「一般常識（みんなずれてます）」 (Ippan Jōshiki (Minna Zuretemasu))
“Common Sense (It’s Different For Everyone)”
Fafnir definitely doesn’t understand human sexual desires. If he truly believed that Lucoa’s cosplay photo book wasn’t going to sell, he either underestimates or doesn’t understand the lengths to which human males will go. It’s like they don’t have OnlyFans over in Japan!
I definitely did feel bad seeing him pour his entire heart into an unsuccessful project. Maybe he will better understand what the target audience want for next time. Though I did find it strange. Considering he’s a fan of moe, could he not just have replicated that style? Instead he insists on doing things his own way and ends up shocked when it doesn’t work out. He has decades of experience and proven success to take inspiration from – and forgoes all of it to do his own thing.
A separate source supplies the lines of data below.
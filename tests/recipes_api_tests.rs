mod common;

use actix_web::{test, web, App};
use larder::handlers;

macro_rules! recipes_app {
    () => {
        test::init_service(
            App::new()
                .app_data(web::Data::new(common::unreachable_pool()))
                .configure(handlers::recipes::configure),
        )
        .await
    };
}

#[actix_rt::test]
async fn test_list_recipes_returns_full_catalog() {
    let app = recipes_app!();

    let req = test::TestRequest::get()
        .uri("/api/recipes")
        .insert_header(("X-User-Id", "1"))
        .to_request();
    let body: serde_json::Value = test::call_and_read_body_json(&app, req).await;

    assert_eq!(body["total"], 5);
    assert_eq!(body["recipes"][0]["name"], "Chicken Stir Fry");
}

#[actix_rt::test]
async fn test_list_recipes_requires_owner_header() {
    let app = recipes_app!();

    let req = test::TestRequest::get().uri("/api/recipes").to_request();
    let resp = test::call_service(&app, req).await;
    assert_eq!(resp.status(), 401);
}

#[actix_rt::test]
async fn test_list_recipes_filters() {
    let app = recipes_app!();

    let req = test::TestRequest::get()
        .uri("/api/recipes?cuisine=italian")
        .insert_header(("X-User-Id", "1"))
        .to_request();
    let body: serde_json::Value = test::call_and_read_body_json(&app, req).await;
    assert_eq!(body["total"], 1);
    assert_eq!(body["recipes"][0]["name"], "Vegetable Pasta");

    let req = test::TestRequest::get()
        .uri("/api/recipes?dietary_tags=vegetarian")
        .insert_header(("X-User-Id", "1"))
        .to_request();
    let body: serde_json::Value = test::call_and_read_body_json(&app, req).await;
    assert_eq!(body["total"], 3);

    let req = test::TestRequest::get()
        .uri("/api/recipes?max_time=20")
        .insert_header(("X-User-Id", "1"))
        .to_request();
    let body: serde_json::Value = test::call_and_read_body_json(&app, req).await;
    assert_eq!(body["total"], 2);

    let req = test::TestRequest::get()
        .uri("/api/recipes?search=smoothie")
        .insert_header(("X-User-Id", "1"))
        .to_request();
    let body: serde_json::Value = test::call_and_read_body_json(&app, req).await;
    assert_eq!(body["total"], 1);
    assert_eq!(body["recipes"][0]["name"], "Banana Smoothie");
}

#[actix_rt::test]
async fn test_get_recipe_by_id_and_not_found() {
    let app = recipes_app!();

    let req = test::TestRequest::get()
        .uri("/api/recipes/4")
        .insert_header(("X-User-Id", "1"))
        .to_request();
    let body: serde_json::Value = test::call_and_read_body_json(&app, req).await;
    assert_eq!(body["recipe"]["name"], "Salmon with Vegetables");

    let req = test::TestRequest::get()
        .uri("/api/recipes/99")
        .insert_header(("X-User-Id", "1"))
        .to_request();
    let resp = test::call_service(&app, req).await;
    assert_eq!(resp.status(), 404);
}

#[actix_rt::test]
async fn test_generate_with_full_pantry_scores_one_hundred() {
    let app = recipes_app!();

    let req = test::TestRequest::post()
        .uri("/api/recipes/generate")
        .insert_header(("X-User-Id", "1"))
        .set_json(serde_json::json!({
            "ingredients": [
                "chicken breast", "bell pepper", "onion",
                "garlic", "soy sauce", "oil"
            ]
        }))
        .to_request();
    let body: serde_json::Value = test::call_and_read_body_json(&app, req).await;

    let top = &body["suggestions"][0];
    assert_eq!(top["name"], "Chicken Stir Fry");
    assert_eq!(top["match_percentage"], 100.0);
    assert_eq!(top["missing_ingredients"].as_array().unwrap().len(), 0);
    assert_eq!(top["available_ingredients"].as_array().unwrap().len(), 6);
    assert_eq!(body["available_ingredients"].as_array().unwrap().len(), 6);
}

#[actix_rt::test]
async fn test_generate_excludes_below_threshold() {
    let app = recipes_app!();

    // 2 of Vegetable Pasta's 7 ingredients ≈ 28.57%, under the 30% bar.
    let req = test::TestRequest::post()
        .uri("/api/recipes/generate")
        .insert_header(("X-User-Id", "1"))
        .set_json(serde_json::json!({ "ingredients": ["pasta", "tomato"] }))
        .to_request();
    let body: serde_json::Value = test::call_and_read_body_json(&app, req).await;

    assert_eq!(body["total"], 0);
    assert_eq!(body["suggestions"].as_array().unwrap().len(), 0);
}

#[actix_rt::test]
async fn test_generate_rejects_empty_ingredient_names() {
    let app = recipes_app!();

    let req = test::TestRequest::post()
        .uri("/api/recipes/generate")
        .insert_header(("X-User-Id", "1"))
        .set_json(serde_json::json!({ "ingredients": ["chicken breast", "  "] }))
        .to_request();
    let resp = test::call_service(&app, req).await;
    assert_eq!(resp.status(), 400);
}

#[actix_rt::test]
async fn test_substitute_known_ingredient() {
    let app = recipes_app!();

    let req = test::TestRequest::post()
        .uri("/api/recipes/substitute")
        .insert_header(("X-User-Id", "1"))
        .set_json(serde_json::json!({ "ingredient": "Chicken" }))
        .to_request();
    let body: serde_json::Value = test::call_and_read_body_json(&app, req).await;

    assert_eq!(body["ingredient"], "chicken");
    let subs = body["substitutions"].as_array().unwrap();
    let names: Vec<&str> = subs
        .iter()
        .map(|s| s["ingredient"].as_str().unwrap())
        .collect();
    assert_eq!(names, vec!["turkey", "tofu", "tempeh", "seitan"]);
    assert_eq!(subs[0]["ratio"], "1:1");
    assert_eq!(subs[0]["notes"], "Good substitute for chicken");
    assert_eq!(subs[0]["category"], "direct");
}

#[actix_rt::test]
async fn test_substitute_unknown_ingredient_is_empty_not_error() {
    let app = recipes_app!();

    let req = test::TestRequest::post()
        .uri("/api/recipes/substitute")
        .insert_header(("X-User-Id", "1"))
        .set_json(serde_json::json!({ "ingredient": "kale" }))
        .to_request();
    let resp = test::call_service(&app, req).await;
    assert!(resp.status().is_success());

    let body: serde_json::Value = test::read_body_json(resp).await;
    assert_eq!(body["substitutions"].as_array().unwrap().len(), 0);
}

#[actix_rt::test]
async fn test_substitute_requires_ingredient() {
    let app = recipes_app!();

    let req = test::TestRequest::post()
        .uri("/api/recipes/substitute")
        .insert_header(("X-User-Id", "1"))
        .set_json(serde_json::json!({ "ingredient": "" }))
        .to_request();
    let resp = test::call_service(&app, req).await;
    assert_eq!(resp.status(), 400);
}

#[actix_rt::test]
async fn test_recipe_nutrition_daily_values() {
    let app = recipes_app!();

    let req = test::TestRequest::get()
        .uri("/api/recipes/1/nutrition")
        .insert_header(("X-User-Id", "1"))
        .to_request();
    let body: serde_json::Value = test::call_and_read_body_json(&app, req).await;

    assert_eq!(body["nutrition"]["calories"], 320);
    // Against the 2000 kcal / 50 g / 300 g / 65 g reference values.
    assert_eq!(body["daily_values"]["calories"], 16.0);
    assert_eq!(body["daily_values"]["protein"], 56.0);
    assert_eq!(body["daily_values"]["carbs"], 4.0);
    assert_eq!(body["daily_values"]["fat"], 27.7);
    assert_eq!(body["servings"], 4);
}
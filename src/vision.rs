//! Image-based food recognition behind a swappable strategy. The shipped
//! implementation is a stand-in that returns fixed results; a real vision
//! backend implements [`FoodRecognizer`] and slots in without touching any
//! caller.

use chrono::{Duration, NaiveDateTime, Utc};
use serde::{Deserialize, Serialize};
use thiserror::Error;

#[derive(Debug, Clone, Copy, PartialEq, Eq, Serialize, Deserialize, Default)]
#[serde(rename_all = "lowercase")]
pub enum ScanMode {
    #[default]
    Single,
    Multi,
}

impl ScanMode {
    pub fn as_str(&self) -> &'static str {
        match self {
            ScanMode::Single => "single",
            ScanMode::Multi => "multi",
        }
    }
}

#[derive(Debug, Clone, Serialize)]
pub struct RecognizedItem {
    pub name: String,
    pub category: String,
    pub confidence: f64,
    #[serde(skip_serializing_if = "Option::is_none")]
    pub freshness_score: Option<i32>,
    #[serde(skip_serializing_if = "Option::is_none")]
    pub estimated_expiry: Option<NaiveDateTime>,
    #[serde(skip_serializing_if = "Option::is_none")]
    pub quantity: Option<f64>,
    #[serde(skip_serializing_if = "Option::is_none")]
    pub unit: Option<String>,
}

/// Bare-bones recipe candidate attached to a multi-item scan.
#[derive(Debug, Clone, Serialize)]
pub struct RecipeSketch {
    pub name: String,
    pub description: String,
    pub prep_time: u32,
    pub cook_time: u32,
    pub difficulty: crate::catalog::Difficulty,
}

#[derive(Debug, Clone, Serialize)]
#[serde(untagged)]
pub enum ScanOutcome {
    Single {
        item: RecognizedItem,
        confidence: f64,
    },
    Multi {
        items: Vec<RecognizedItem>,
        recipes: Vec<RecipeSketch>,
    },
}

#[derive(Error, Debug)]
pub enum RecognitionError {
    #[error("No image data provided")]
    EmptyImage,

    #[error("Recognition backend failed: {0}")]
    Backend(String),
}

/// Strategy boundary for image recognition: raw bytes plus a mode in, one of
/// the two response shapes out.
pub trait FoodRecognizer: Send + Sync {
    fn recognize(&self, image: &[u8], mode: ScanMode) -> Result<ScanOutcome, RecognitionError>;
}

/// Placeholder recognizer. Validates the payload and returns fixed results
/// regardless of image content.
pub struct MockRecognizer;

impl FoodRecognizer for MockRecognizer {
    fn recognize(&self, image: &[u8], mode: ScanMode) -> Result<ScanOutcome, RecognitionError> {
        if image.is_empty() {
            return Err(RecognitionError::EmptyImage);
        }

        match mode {
            ScanMode::Single => {
                let item = RecognizedItem {
                    name: "Apple".to_string(),
                    category: "fruits".to_string(),
                    confidence: 0.95,
                    freshness_score: Some(8),
                    estimated_expiry: Some(Utc::now().naive_utc() + Duration::days(7)),
                    quantity: Some(1.0),
                    unit: Some("piece".to_string()),
                };
                let confidence = item.confidence;
                Ok(ScanOutcome::Single { item, confidence })
            }
            ScanMode::Multi => {
                let items = vec![
                    detected("Chicken Breast", "meat", 0.93),
                    detected("Bell Pepper", "vegetables", 0.89),
                    detected("Onion", "vegetables", 0.91),
                    detected("Garlic", "vegetables", 0.87),
                ];
                let recipes = vec![
                    RecipeSketch {
                        name: "Chicken Stir Fry".to_string(),
                        description: "Quick and healthy stir fry with chicken and vegetables"
                            .to_string(),
                        prep_time: 15,
                        cook_time: 20,
                        difficulty: crate::catalog::Difficulty::Easy,
                    },
                    RecipeSketch {
                        name: "Chicken Fajitas".to_string(),
                        description: "Delicious chicken fajitas with peppers and onions"
                            .to_string(),
                        prep_time: 10,
                        cook_time: 15,
                        difficulty: crate::catalog::Difficulty::Easy,
                    },
                ];
                Ok(ScanOutcome::Multi { items, recipes })
            }
        }
    }
}

fn detected(name: &str, category: &str, confidence: f64) -> RecognizedItem {
    RecognizedItem {
        name: name.to_string(),
        category: category.to_string(),
        confidence,
        freshness_score: None,
        estimated_expiry: None,
        quantity: None,
        unit: None,
    }
}

/// Base shelf life in days per food category.
const SHELF_LIFE_DAYS: &[(&str, i64)] = &[
    ("fruits", 7),
    ("vegetables", 5),
    ("dairy", 7),
    ("meat", 3),
    ("fish", 2),
    ("bread", 3),
    ("grains", 365),
    ("canned", 730),
];

const DEFAULT_SHELF_LIFE_DAYS: i64 = 7;

/// Estimate an expiry timestamp from a food category and a 1-10 freshness
/// score: the category's base shelf life scaled by freshness/10.
pub fn estimate_expiry(category: &str, freshness_score: i32) -> NaiveDateTime {
    let key = category.to_lowercase();
    let base_days = SHELF_LIFE_DAYS
        .iter()
        .find(|(name, _)| *name == key)
        .map(|(_, days)| *days)
        .unwrap_or(DEFAULT_SHELF_LIFE_DAYS);

    let adjusted = (base_days as f64 * (freshness_score as f64 / 10.0)) as i64;
    Utc::now().naive_utc() + Duration::days(adjusted)
}
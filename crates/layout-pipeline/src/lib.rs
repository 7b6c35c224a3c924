//! The pipeline runner (C13) and the top-level layout driver (C14),
//! spec.md §4.13-§4.14: orders every pass from graph construction through
//! final pixel quantisation, timing and logging each step so tests and
//! callers can inspect what happened without re-deriving it from geometry.

mod runner;

pub use runner::{PipelineLog, StepRecord};

use layout_boundary::{BoundaryEventSnapshot, reposition_boundary_events, restore_boundary_events, snapshot_boundary_events};
use layout_config::{GridSnap, LaneStrategy, ResolvedOptions};
use layout_geom::Point;
use layout_graph::build_graph;
use layout_grid::{detect_layers, find_happy_path, grid_snap, pin_happy_path, quantize};
use layout_lanes::{LaneSnapshot, assign_bands, clamp_intra_lane_flows, route_cross_lane_flows, snapshot_lanes};
use layout_model::{Id, Registry, constants};
use layout_oracle::{LayeredLayoutOracle, OracleError, apply_positions};
use layout_routing::{avoid_obstacles, build_section_map, collinear_cleanup, loopback_and_overlap_passes, repair_after_grid_snap, route_connections, run_passes};
use runner::PipelineRunner;
use thiserror::Error;

/// Margin kept clear of a lane's top/bottom edge by intra-lane clamping
/// (spec.md §4.9 doesn't name a separate constant; using the loopback
/// margin keeps routed flows visibly inside their band).
const INTRA_LANE_CLAMP_MARGIN: f64 = constants::LOOPBACK_HORIZONTAL_MARGIN;

#[derive(Debug, Error)]
pub enum LayoutError {
    #[error("scope element {0:?} not found in registry")]
    ScopeNotFound(Id),
    #[error("layered-layout oracle failed: {0}")]
    Oracle(#[from] OracleError),
}

/// Everything a caller might want back from a completed `run_layout` call:
/// the step log (spec.md §4.13) and the happy-path element ids it found,
/// in case the caller wants to render them distinctly.
#[derive(Debug, Clone)]
pub struct LayoutReport {
    pub log: PipelineLog,
    pub happy_path: Vec<Id>,
}

/// Run the full layout pipeline against `registry`, rooted at `canvas`
/// (the diagram's top-level container) unless `options.scope_element_id`
/// names a single subprocess or participant for scoped re-layout
/// (spec.md §4.14, control flow in spec.md §2).
///
/// On oracle failure the registry is left exactly as it was before this
/// call — nothing from §4.14 steps 5 onward has been applied yet (spec.md
/// §5 "Cancellation and timeouts").
pub async fn run_layout<O: LayeredLayoutOracle>(
    registry: &mut Registry,
    canvas: Id,
    oracle: &O,
    options: &ResolvedOptions,
) -> Result<LayoutReport, LayoutError> {
    let scope = match options.scope_element_id {
        Some(id) => {
            if registry.get(id).is_none() {
                return Err(LayoutError::ScopeNotFound(id));
            }
            id
        }
        None => canvas,
    };

    // Step 4: resolve options. A scoped re-layout forces the interactive
    // strategies (spec.md §4.14) regardless of whether the caller already
    // ran them through `layout_config::apply_scope_strategy` — callers that
    // build a `ResolvedOptions` by hand must get the same guarantee.
    let mut layout_options = options.layout.clone();
    if options.scope_element_id.is_some() {
        layout_options.layering_strategy = layout_oracle::LayeringStrategy::Interactive;
        layout_options.crossing_minimization_strategy = layout_oracle::CrossingMinimizationStrategy::Interactive;
        layout_options.cycle_breaking_strategy = layout_oracle::CycleBreakingStrategy::Interactive;
    }

    let mut runner = PipelineRunner::new(registry);

    // Step 2: snapshots, taken before anything moves.
    let boundary_snapshots: Vec<BoundaryEventSnapshot> =
        runner.step("boundary.snapshot", false, |r| snapshot_boundary_events(r));
    let lane_snapshots: Vec<LaneSnapshot> = runner.step("lanes.snapshot", false, |r| snapshot_lanes(r));

    // Step 3: build the container graph rooted at the scope.
    let graph = runner.step("graph.build", false, |r| build_graph(r, scope));

    // Steps 4-5: await the oracle, then apply its positions. A failure
    // here propagates untouched — nothing below this point has run yet.
    let origin = runner
        .registry()
        .get(scope)
        .map(|e| Point::new(e.x, e.y))
        .unwrap_or(Point::new(0.0, 0.0));
    let oracle_result = runner.step_async("oracle.run", false, oracle.run(&graph, &layout_options)).await?;
    runner.try_step("oracle.apply_positions", true, |r| {
        apply_positions(r, &graph, &oracle_result, origin)
    })?;

    // Step 6: lane-band assignment for every pool with lanes.
    let optimize_lanes = options.lane_strategy == LaneStrategy::Optimize;
    runner.step("lanes.assign_bands", true, |r| {
        assign_bands(r, &lane_snapshots, optimize_lanes)
    });

    // Step 7: artifact repositioning.
    runner.step("artifacts.resize_groups", true, |r| layout_artifacts::resize_groups(r));
    runner.step("artifacts.reposition", true, |r| layout_artifacts::reposition_artifacts(r));

    // Step 8: restore and reposition boundary events.
    runner.step("boundary.restore", true, |r| restore_boundary_events(r, &boundary_snapshots));
    runner.step("boundary.reposition", true, |r| reposition_boundary_events(r, true, 0.0));

    // Step 9: apply edge routes, then the C7 refinement passes, then
    // element avoidance.
    let section_map = runner.step("routing.build_section_map", false, |_r| {
        build_section_map(&graph, &oracle_result, origin)
    });
    runner.step("routing.route_connections", true, |r| route_connections(r, &section_map));
    if options.simplify_routes {
        runner.step("routing.run_passes", true, |r| run_passes(r));
    }
    runner.step("routing.avoid_obstacles", true, |r| avoid_obstacles(r));

    // Step 10: grid snap and happy-path alignment.
    let quantum = match options.grid_snap {
        GridSnap::Off => None,
        GridSnap::On => Some(constants::DEFAULT_GRID_QUANTUM),
        GridSnap::Quantum(q) => Some(q),
    };
    if !matches!(options.grid_snap, GridSnap::Off) {
        runner.step("grid.snap", true, |r| {
            let layers = detect_layers(r, Some(scope));
            grid_snap(r, &layers, options.layout.spacings.node_node_between_layers);
        });
    }
    let happy_path = if options.preserve_happy_path {
        let path = runner.step("grid.find_happy_path", false, |r| find_happy_path(r, Some(scope)));
        runner.step("grid.pin_happy_path", true, |r| pin_happy_path(r, &path));
        path
    } else {
        Vec::new()
    };

    // Step 11: grid snap can disconnect or mis-anchor routes; repair them.
    runner.step("routing.repair_after_grid_snap", true, |r| repair_after_grid_snap(r));

    // Step 12: cross-lane staircase + intra-lane clamp.
    runner.step("lanes.route_cross_lane_flows", true, |r| route_cross_lane_flows(r));
    runner.step("lanes.clamp_intra_lane_flows", true, |r| {
        clamp_intra_lane_flows(r, INTRA_LANE_CLAMP_MARGIN)
    });

    // Step 13: loopback routing and overlap separation, re-run since lane
    // and grid passes may have shifted routes since C7 first ran.
    if options.simplify_routes {
        runner.step("routing.loopback_and_overlap", true, |r| loopback_and_overlap_passes(r));
    }

    // Step 14: final collinear cleanup.
    runner.step("routing.collinear_cleanup", true, |r| collinear_cleanup(r));

    // Step 15: final pixel quantisation.
    if let Some(quantum) = quantum {
        runner.step("grid.quantize", true, |r| quantize(r, quantum));
    }

    // Step 16: finish the logger.
    let log = runner.finish();
    Ok(LayoutReport { log, happy_path })
}
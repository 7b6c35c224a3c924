//! Exercises C6 -> C7 -> C8 end to end against a small hand-built diagram,
//! without going through the oracle (routing synthesizes its own L-routes
//! when no section map entry exists for a connection).

use layout_model::{BpmnType, Element, Id, Registry};
use layout_routing::{avoid_obstacles, route_connections, run_passes};
use std::collections::HashMap;

fn task(reg: &mut Registry, x: f64, y: f64) -> Id {
    let mut e = Element::new(Id(0), BpmnType::Task);
    e.x = x;
    e.y = y;
    e.width = 100.0;
    e.height = 80.0;
    reg.insert(e)
}

fn flow(reg: &mut Registry, source: Id, target: Id) -> Id {
    let mut e = Element::new(Id(0), BpmnType::SequenceFlow);
    e.source = Some(source);
    e.target = Some(target);
    e.waypoints = Some(vec![]);
    reg.insert(e)
}

#[test]
fn linear_chain_ends_with_orthogonal_connected_waypoints() {
    let mut reg = Registry::new();
    let a = task(&mut reg, 0.0, 0.0);
    let b = task(&mut reg, 300.0, 0.0);
    let c = task(&mut reg, 600.0, 200.0);
    let ab = flow(&mut reg, a, b);
    let bc = flow(&mut reg, b, c);

    route_connections(&mut reg, &HashMap::new());
    run_passes(&mut reg);
    avoid_obstacles(&mut reg);

    for id in [ab, bc] {
        let wps = reg.get(id).unwrap().waypoints.clone().unwrap();
        assert!(wps.len() >= 2);
        assert!(layout_geom::is_orthogonal(&wps, 0.5));
    }
}

#[test]
fn detour_survives_downstream_passes() {
    let mut reg = Registry::new();
    let a = task(&mut reg, 0.0, 100.0);
    let b = task(&mut reg, 400.0, 100.0);
    let _blocker = {
        let mut blocker = Element::new(Id(0), BpmnType::Task);
        blocker.x = 200.0;
        blocker.y = 90.0;
        blocker.width = 100.0;
        blocker.height = 100.0;
        reg.insert(blocker)
    };
    let ab = flow(&mut reg, a, b);

    route_connections(&mut reg, &HashMap::new());
    run_passes(&mut reg);
    avoid_obstacles(&mut reg);

    let wps = reg.get(ab).unwrap().waypoints.clone().unwrap();
    let blocker_rect = layout_geom::Rect::new(200.0, 90.0, 100.0, 100.0);
    for pair in wps.windows(2) {
        assert!(!layout_geom::segment_intersects_rect(pair[0], pair[1], &blocker_rect));
    }
}
//! Edge routing: the core conversion from oracle sections to registry
//! waypoints (C6), the seven ordered refinement passes (C7), and element
//! avoidance (C8). Run in that order — each stage assumes the previous
//! one already committed orthogonal, connected waypoints (spec.md §4.6-§4.8).

pub mod avoidance;
pub mod core;
pub mod passes;

pub use avoidance::avoid_obstacles;
pub use core::{build_section_map, route_connections};
pub use passes::{collinear_cleanup, loopback_and_overlap_passes, repair_after_grid_snap, run_passes};
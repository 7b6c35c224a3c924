//! layout-cli entrypoint: a demo/debug driver for the layout pipeline.
//! Loads a BPMN element model from JSON, runs it through [`layout_pipeline::run_layout`]
//! against the reference oracle, and writes the laid-out model back out as JSON.
use anyhow::{Context, Result, bail};
use clap::Parser;
use layout_config::{Compactness, Overrides, apply_scope_strategy, load_from, resolve};
use layout_model::{Element, Id, Registry};
use layout_oracle::reference::ReferenceOracle;
use std::path::{Path, PathBuf};
use std::sync::Once;
use tracing::info;

/// CLI arguments.
#[derive(Parser, Debug)]
#[command(name = "layout-cli", version, about = "Run the BPMN auto-layout pipeline over a JSON element model")]
struct Args {
    /// Path to a JSON array of elements (see `Element`'s serde shape).
    /// Elements are expected in id order: array index N becomes `Id(N)`.
    input: PathBuf,
    /// Where to write the laid-out model. Defaults to stdout.
    #[arg(long)]
    output: Option<PathBuf>,
    /// Id of the canvas/process element that roots the diagram.
    #[arg(long, default_value_t = 0)]
    canvas: u32,
    /// Optional layout config TOML (overrides discovery of `layout.toml`).
    #[arg(long)]
    config: Option<PathBuf>,
    /// Re-layout only the subtree rooted at this element id, leaving
    /// everything outside it untouched.
    #[arg(long)]
    scope: Option<u32>,
    /// Layout direction: right, down, left, up.
    #[arg(long)]
    direction: Option<String>,
    /// Spacing preset: compact, spacious. Omit for the default.
    #[arg(long)]
    compactness: Option<String>,
    /// Print each pipeline step's name, duration, and moved-element count
    /// to stderr after the run.
    #[arg(long)]
    explain: bool,
}

fn configure_logging() {
    static HOOK: Once = Once::new();
    HOOK.call_once(|| {
        let _ = tracing_subscriber::fmt()
            .with_env_filter(tracing_subscriber::EnvFilter::from_default_env())
            .with_writer(std::io::stderr)
            .try_init();
    });
}

fn load_registry(path: &Path) -> Result<Registry> {
    let raw = std::fs::read_to_string(path).with_context(|| format!("reading {}", path.display()))?;
    let elements: Vec<Element> = serde_json::from_str(&raw).with_context(|| format!("parsing {} as a JSON element array", path.display()))?;
    let mut registry = Registry::new();
    for element in elements {
        registry.insert(element);
    }
    Ok(registry)
}

fn parse_direction(s: &str) -> Result<layout_oracle::Direction> {
    use layout_oracle::Direction::*;
    Ok(match s.to_ascii_lowercase().as_str() {
        "right" => Right,
        "down" => Down,
        "left" => Left,
        "up" => Up,
        other => bail!("unknown --direction {other:?}, expected one of right, down, left, up"),
    })
}

fn parse_compactness(s: &str) -> Result<Compactness> {
    Ok(match s.to_ascii_lowercase().as_str() {
        "compact" => Compactness::Compact,
        "spacious" => Compactness::Spacious,
        other => bail!("unknown --compactness {other:?}, expected compact or spacious"),
    })
}

#[tokio::main]
async fn main() -> Result<()> {
    configure_logging();

    let args = Args::parse();
    info!(target: "cli", input = %args.input.display(), "startup");

    let mut registry = load_registry(&args.input)?;
    let canvas = Id(args.canvas);
    if registry.get(canvas).is_none() {
        bail!("canvas element {canvas:?} not found in {}", args.input.display());
    }

    let file = load_from(args.config.as_deref());

    let overrides = Overrides {
        scope_element_id: args.scope.map(Id),
        compactness: args.compactness.as_deref().map(parse_compactness).transpose()?,
        direction: args.direction.as_deref().map(parse_direction).transpose()?,
    };
    let mut resolved = resolve(&file, &overrides);
    apply_scope_strategy(&mut resolved);

    let oracle = ReferenceOracle::new();
    let report = layout_pipeline::run_layout(&mut registry, canvas, &oracle, &resolved)
        .await
        .context("layout pipeline failed")?;

    if args.explain {
        for step in report.log.records() {
            eprintln!(
                "{:<32} {:>8.2?} moved={}",
                step.name,
                step.duration,
                step.elements_moved.map(|n| n.to_string()).unwrap_or_else(|| "-".to_string())
            );
        }
    }

    let out_json = serde_json::to_string_pretty(&registry.get_all())?;
    match args.output {
        Some(path) => std::fs::write(&path, out_json).with_context(|| format!("writing {}", path.display()))?,
        None => println!("{out_json}"),
    }

    Ok(())
}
I love little tidbits within the series where they explain in-universe details which really add to the world building. As it turns out, dragons don’t have to sleep as frequently as humans do. However the dorogons living in this area of the Saitama Prefecture have adapted to their humans – sleeping at evening or night like their humans companions would. It makes me wonder, which contributes more to dragons being so grumpy – being lonely creatures or being sleep deprived creatures?
While Tohru ponders on how pointless sleep is for dorogons, I think she finds out her own reason for it. Specifically the joy derived from being loved and cared for by Kobayashi putting a blanket over her after she dozed off.
Ghost at School! – Boys and Girls
Sure, young boys can be smelly and mean. I was once a young boy myself so I would know. But the way it’s portrayed in Kobayashi’s Maid Dragon makes it seem like a fun dynamic for both sides despite their disdain for one another. The adventure chasing ghosts made me extremely nostalgic for what I remembered back in my youthful days.
I can’t remember the name of the cocky boy. Nevertheless I think it’s kind of sad how young girls have to start putting up with the bullshit of boys. Too often teachers will put disruptive kids next to the well behaved ones. I would know because I was a disruptive kid too. In fairness I was also a straight A student, albeit a disruptive one. It’s just straight up unfair on the well behaved kids (often girls in schools) to be punished for having their shit together. I don’t think there’s a Mel to read what I’m about to write. To clarify I never had a crush on her, one of my best friends at the time did. Though I definitely bothered her a lot through what I thought was harmless fun. Though serious, she was a kind person who still genuinely tried to reach out and understand me despite my obnoxiousness.
But I would apologise for being a teenage shitbag. There was a point in time we were very close friends, only for everything to fall apart towards the end of our teenage years. I always used to wonder and blame her for the outcome – because to be honest, the fracture point was not my fault. I was castigated for leading the group 5 miles off course in a Duke of Edinburgh expedition even though I was the food/tent person who wasn’t in charge of planning the route or using the map – that was the agreed responsibility of Mel and her friend! I would also like to add I did an impeccable job of setting up the tent and preparing food. However, I recognise that was only the fracture point and I’m pretty much accountable for 80-90% of the stress that led up to that point. Specifically my lackadaisical and chauvinistic attitudes.
As an adult with the benefit of hindsight, I like to think I’ve grown a lot since those days. I know it’s kind of wrong to see my children as a way to make up for my mistakes, but I would like to raise a son who is respectful towards his female peers as opposed to encouraging this ‘Boys be boys’ mentality that I was instilled with.